Montag, 25. August 2014
Lilly
Wäre ich da gewesen, so müsstest du nun keinen Kummer ertragen. So müsstest du nun nicht hungern, nicht leiden, nicht einsam sein. Ich weiß nicht, wo du bist, ob du noch lebst, ob du tot bist oder dich verlaufen hast. Ob du weinend in der Ecke sitzt und wartest, dass ich dich finde, dass dich jemand findet. Oder ob du zu gutmütig warst und allen vertraut hast. Vielleicht gab dir wer was zu Essen, was falsches, hat dich geschnappt und mitgenommen. Ich will nicht darüber nachdenken, was du durchleben, durchleiden musst, doch ich muss. Denn es ist meine Schuld, denn ich war nicht da, obwohl ich es hätte sein sollen. Lilly, bitte verzweih mir mein Versagen. Doch wie sollst du mir verzeihen können, wenn ich vielleicht dein Leben beendet habe? Ich hätte dich in eine Pension geben sollen. Ich hätte hier bleiben sollen. Ich hätte meine Nachbarin als Futterspenderin beauftragen sollen.

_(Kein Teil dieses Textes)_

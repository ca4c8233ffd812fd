//! The game context.
//!
//! [`Game`] constructs every manager once from a resolved [`GameConfig`] and
//! hands collaborators to each other explicitly on every call. It is the only
//! place that knows how the managers fit together.
//!
//! The host drives it in one of two ways:
//! - call [`Game::tick`] with each frame's elapsed milliseconds, or
//! - call [`Game::resume`] with a monotonic host clock and let the game work
//!   out (and cap) the elapsed time itself.

use std::collections::hash_map::DefaultHasher;
use std::hash::{Hash, Hasher};

use crate::config::GameConfig;
use crate::crafting::CraftingManager;
use crate::drones::DroneManager;
use crate::error::{ActionError, ActionResult};
use crate::events::{EventBus, GameEvent};
use crate::grid::HexGrid;
use crate::hex::HexCoord;
use crate::resources::ResourceManager;
use crate::settings::SettingsManager;
use crate::structures::StructureManager;

/// Every piece of mutable game state plus the config it was built from.
#[derive(Debug)]
pub struct Game {
    config: GameConfig,
    pub(crate) grid: HexGrid,
    pub(crate) resources: ResourceManager,
    pub(crate) crafting: CraftingManager,
    pub(crate) drones: DroneManager,
    pub(crate) structures: StructureManager,
    settings: SettingsManager,
    events: EventBus,
    elapsed_ms: f64,
    tick_count: u64,
    last_tick_at: Option<u64>,
    last_save_at: u64,
}

impl Game {
    /// Build a fresh game.
    #[must_use]
    pub fn new(config: GameConfig) -> Self {
        let grid = HexGrid::new(&config);
        let resources = ResourceManager::new(&config);
        let crafting = CraftingManager::new(&config);
        let drones = DroneManager::new(&config);
        let structures = StructureManager::new(&config);

        tracing::info!(
            tiles = grid.len(),
            resources = config.resources.len(),
            structures = config.structures.len(),
            "Game initialized"
        );

        Self {
            config,
            grid,
            resources,
            crafting,
            drones,
            structures,
            settings: SettingsManager::new(),
            events: EventBus::new(),
            elapsed_ms: 0.0,
            tick_count: 0,
            last_tick_at: None,
            last_save_at: 0,
        }
    }

    /// Replace the settings manager, e.g. with a file-backed one.
    #[must_use]
    pub fn with_settings(mut self, settings: SettingsManager) -> Self {
        self.settings = settings;
        self
    }

    /// Advance the simulation by `delta_ms`.
    pub fn tick(&mut self, delta_ms: f64) {
        self.resources
            .update(delta_ms, &self.grid, Some(&self.structures));
        self.elapsed_ms += delta_ms.max(0.0);
        self.tick_count += 1;
    }

    /// Advance to host time `now_ms`, crediting the time since the last call.
    ///
    /// The first call only records the clock. Elapsed time is capped at
    /// `balance.game_loop.max_offline_ms`. Returns the milliseconds credited.
    pub fn resume(&mut self, now_ms: u64) -> u64 {
        let credited = match self.last_tick_at {
            Some(previous) => {
                let elapsed = now_ms.saturating_sub(previous);
                let cap = self.config.balance.game_loop.max_offline_ms;
                if elapsed > cap {
                    tracing::info!(elapsed, cap, "Capping offline progress");
                }
                elapsed.min(cap)
            }
            None => 0,
        };

        if credited > 0 {
            self.tick(credited as f64);
        }
        self.last_tick_at = Some(now_ms);
        self.structures.set_last_update_time(now_ms);
        credited
    }

    /// Whether the auto-save interval has passed since the last save.
    #[must_use]
    pub fn auto_save_due(&self, now_ms: u64) -> bool {
        now_ms.saturating_sub(self.last_save_at) >= self.config.balance.game_loop.auto_save_interval_ms
    }

    /// Record that a save happened at `now_ms`.
    pub fn mark_saved(&mut self, now_ms: u64) {
        self.last_save_at = now_ms;
    }

    /// Craft one component.
    ///
    /// # Errors
    ///
    /// See [`CraftingManager::craft_component`].
    pub fn craft_component(&mut self, kind: &str) -> ActionResult {
        self.crafting.craft_component(kind, &mut self.resources)
    }

    /// Assemble one drone.
    ///
    /// # Errors
    ///
    /// See [`DroneManager::build_drone`].
    pub fn build_drone(&mut self, drone_type: &str) -> ActionResult {
        self.drones.build_drone(drone_type, &mut self.crafting)
    }

    /// Deploy a drone onto a tile.
    ///
    /// # Errors
    ///
    /// See [`DroneManager::deploy_drone`].
    pub fn deploy_drone(&mut self, coord: HexCoord) -> ActionResult {
        self.drones.deploy_drone(coord, &mut self.grid)
    }

    /// Recall a drone from a tile.
    ///
    /// # Errors
    ///
    /// See [`DroneManager::remove_drone`].
    pub fn remove_drone(&mut self, coord: HexCoord) -> ActionResult {
        self.drones.remove_drone(coord, &mut self.grid)
    }

    /// Place a structure at `now_ms` host time.
    ///
    /// # Errors
    ///
    /// Unknown tile, or any reason from
    /// [`StructureManager::can_build_structure`].
    pub fn build_structure(
        &mut self,
        structure_type: &str,
        coord: HexCoord,
        now_ms: u64,
    ) -> ActionResult {
        let tile = self.grid.tile(coord).ok_or(ActionError::InvalidTile)?;
        self.structures
            .can_build_structure(structure_type, coord, tile, &self.resources)?;
        if self.structures.build_structure(
            structure_type,
            coord,
            tile,
            &mut self.resources,
            now_ms,
            &mut self.events,
        ) {
            Ok(())
        } else {
            Err(ActionError::InsufficientResources)
        }
    }

    /// Remove a structure.
    ///
    /// # Errors
    ///
    /// No structure on the tile.
    pub fn demolish_structure(&mut self, coord: HexCoord) -> ActionResult {
        if self.structures.demolish_structure(coord, &mut self.events) {
            Ok(())
        } else {
            Err(ActionError::NoStructure)
        }
    }

    /// Add to a resource. Unknown ids are ignored.
    pub fn add_resource(&mut self, id: &str, amount: f64) {
        self.resources.add_resource(id, amount);
    }

    /// Change a setting by key, emitting [`GameEvent::SettingsUpdated`].
    pub fn set_setting(&mut self, key: &str, value: &str) -> bool {
        self.settings.set(key, value, &mut self.events)
    }

    /// Hard reset: back to a fresh game, keeping config and settings.
    pub fn reset(&mut self, now_ms: u64) {
        self.grid.clear_drones();
        self.resources.reset();
        self.crafting.reset();
        self.drones.reset();
        self.structures.reset(now_ms);
        self.elapsed_ms = 0.0;
        self.tick_count = 0;
        self.last_tick_at = None;
        self.last_save_at = now_ms;
        tracing::info!("Game reset");
    }

    /// Take the events emitted since the last drain.
    pub fn drain_events(&mut self) -> Vec<GameEvent> {
        self.events.drain()
    }

    /// Event bus, for subscribing listeners.
    pub fn events_mut(&mut self) -> &mut EventBus {
        &mut self.events
    }

    /// Resolved configuration.
    #[must_use]
    pub const fn config(&self) -> &GameConfig {
        &self.config
    }

    /// The map.
    #[must_use]
    pub const fn grid(&self) -> &HexGrid {
        &self.grid
    }

    /// The resource ledger.
    #[must_use]
    pub const fn resources(&self) -> &ResourceManager {
        &self.resources
    }

    /// Component inventory.
    #[must_use]
    pub const fn crafting(&self) -> &CraftingManager {
        &self.crafting
    }

    /// Drone state.
    #[must_use]
    pub const fn drones(&self) -> &DroneManager {
        &self.drones
    }

    /// Structure table.
    #[must_use]
    pub const fn structures(&self) -> &StructureManager {
        &self.structures
    }

    /// Player settings.
    #[must_use]
    pub const fn settings(&self) -> &SettingsManager {
        &self.settings
    }

    /// Player settings, mutable. Use [`Game::set_setting`] to emit events.
    pub fn settings_mut(&mut self) -> &mut SettingsManager {
        &mut self.settings
    }

    /// Total simulated milliseconds.
    #[must_use]
    pub const fn elapsed_ms(&self) -> f64 {
        self.elapsed_ms
    }

    /// Number of ticks run.
    #[must_use]
    pub const fn tick_count(&self) -> u64 {
        self.tick_count
    }

    pub(crate) fn set_progress(&mut self, elapsed_ms: f64, last_update_time: u64) {
        self.elapsed_ms = elapsed_ms;
        self.last_tick_at = (last_update_time > 0).then_some(last_update_time);
    }

    pub(crate) fn reload_drones(&mut self, data: &crate::drones::DroneSaveData) {
        self.grid.clear_drones();
        self.drones.load_save_data(data, &mut self.grid);
    }

    /// Hash of all gameplay state.
    ///
    /// Two games that received the same actions and deltas hash equal, and
    /// a save/restore round trip preserves the hash.
    #[must_use]
    pub fn state_hash(&self) -> u64 {
        let mut hasher = DefaultHasher::new();
        self.elapsed_ms.to_bits().hash(&mut hasher);

        for (id, amount) in &self.resources.save_data().resources {
            id.hash(&mut hasher);
            amount.to_bits().hash(&mut hasher);
        }
        self.crafting.save_data().hash(&mut hasher);

        self.drones.total_built().hash(&mut hasher);
        self.drones.available_drones().hash(&mut hasher);
        for tile in self.grid.tiles() {
            tile.coord.hash(&mut hasher);
            tile.drones.hash(&mut hasher);
        }

        for record in self.structures.all_structures() {
            record.structure_type.hash(&mut hasher);
            record.coord().hash(&mut hasher);
        }

        hasher.finish()
    }
}

impl Default for Game {
    fn default() -> Self {
        Self::new(GameConfig::default())
    }
}

#[cfg(test)]
mod tests {
    use super::*;
    use crate::data::{BASIC_GATHERER, SOLAR_PANEL};

    fn rich_game() -> Game {
        let mut game = Game::default();
        for id in ["iron", "silicon", "energy"] {
            game.add_resource(id, 1000.0);
        }
        game
    }

    fn first(game: &Game, tile_type: &str) -> HexCoord {
        game.grid()
            .tiles()
            .find(|t| t.tile_type.id() == tile_type && !t.is_starting)
            .map(|t| t.coord)
            .unwrap()
    }

    #[test]
    fn test_tick_generates_from_starting_tile() {
        let mut game = Game::default();
        game.tick(1000.0);
        assert_eq!(game.resources().resource("iron"), 1);
        assert_eq!(game.tick_count(), 1);
        assert_eq!(game.elapsed_ms(), 1000.0);
    }

    #[test]
    fn test_full_chain() {
        let mut game = rich_game();
        for kind in ["chassis", "circuit", "powerCore"] {
            game.craft_component(kind).unwrap();
        }
        game.build_drone(BASIC_GATHERER).unwrap();
        let silicon = first(&game, "silicon");
        game.deploy_drone(silicon).unwrap();

        let before = game.resources().raw_amount("silicon");
        game.tick(2000.0);
        assert!((game.resources().raw_amount("silicon") - before - 1.0).abs() < 1e-9);
    }

    #[test]
    fn test_structure_energy_feeds_ledger() {
        let mut game = rich_game();
        let empty = first(&game, "empty");
        game.build_structure(SOLAR_PANEL, empty, 0).unwrap();
        assert_eq!(game.drain_events().len(), 1);

        let before = game.resources().raw_amount("energy");
        game.tick(1000.0);
        assert!((game.resources().raw_amount("energy") - before - 1.0).abs() < 1e-9);
        assert_eq!(game.resources().generation_rate("energy"), 1.0);
    }

    #[test]
    fn test_build_structure_errors() {
        let mut game = rich_game();
        assert_eq!(
            game.build_structure(SOLAR_PANEL, HexCoord::new(-30, 0), 0),
            Err(ActionError::InvalidTile)
        );
        let iron = first(&game, "iron");
        assert_eq!(
            game.build_structure(SOLAR_PANEL, iron, 0),
            Err(ActionError::IneligibleTileType)
        );
        assert_eq!(
            game.demolish_structure(iron),
            Err(ActionError::NoStructure)
        );
    }

    #[test]
    fn test_resume_caps_offline_time() {
        let mut game = Game::default();
        assert_eq!(game.resume(1_000), 0);
        assert_eq!(game.resume(3_000), 2_000);
        assert_eq!(game.resources().resource("iron"), 2);

        let cap = game.config().balance.game_loop.max_offline_ms;
        assert_eq!(game.resume(3_000 + cap * 2), cap);
    }

    #[test]
    fn test_auto_save_due() {
        let mut game = Game::default();
        assert!(!game.auto_save_due(9_999));
        assert!(game.auto_save_due(10_000));
        game.mark_saved(10_000);
        assert!(!game.auto_save_due(15_000));
    }

    #[test]
    fn test_reset() {
        let mut game = rich_game();
        game.craft_component("chassis").unwrap();
        game.tick(500.0);
        game.reset(0);
        assert_eq!(game.resources().resource("iron"), 0);
        assert_eq!(game.crafting().component("chassis"), 0);
        assert_eq!(game.tick_count(), 0);
        assert_eq!(game.state_hash(), Game::default().state_hash());
    }

    #[test]
    fn test_state_hash_tracks_changes() {
        let mut a = Game::default();
        let mut b = Game::default();
        assert_eq!(a.state_hash(), b.state_hash());
        a.tick(16.0);
        assert_ne!(a.state_hash(), b.state_hash());
        b.tick(16.0);
        assert_eq!(a.state_hash(), b.state_hash());
    }

    #[test]
    fn test_set_setting_emits_event() {
        let mut game = Game::default();
        assert!(game.set_setting("playerName", "Vega"));
        assert_eq!(game.settings().player_name(), "Vega");
        assert_eq!(
            game.drain_events(),
            vec![GameEvent::SettingsUpdated {
                key: "playerName".to_string()
            }]
        );
    }
}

Ich hätte besser aufpassen sollen! Wenn du tot bist, so bin ich dafür verantwortlich. Doch ich hätte so Angst, deine Leiche zu finden. Und solltest du noch leben, solltest du irgendwo verarbeitet werden, gefangen gehalten werden, so gehen mir die Bilder nicht aus dem Kopf. Wie können Menschen zu sowas fähig sein? Und weshalb? Du hast doch niemandem was getan. Du wolltest doch nie wem was Böses! Du hast das Leben verdient, dein Leben und ich bin Schuld dass du es nicht haben kannst. Lilly, es tut mir so unendlich leid und ich kann und werde es mir nicht verzeihen können. Niemals.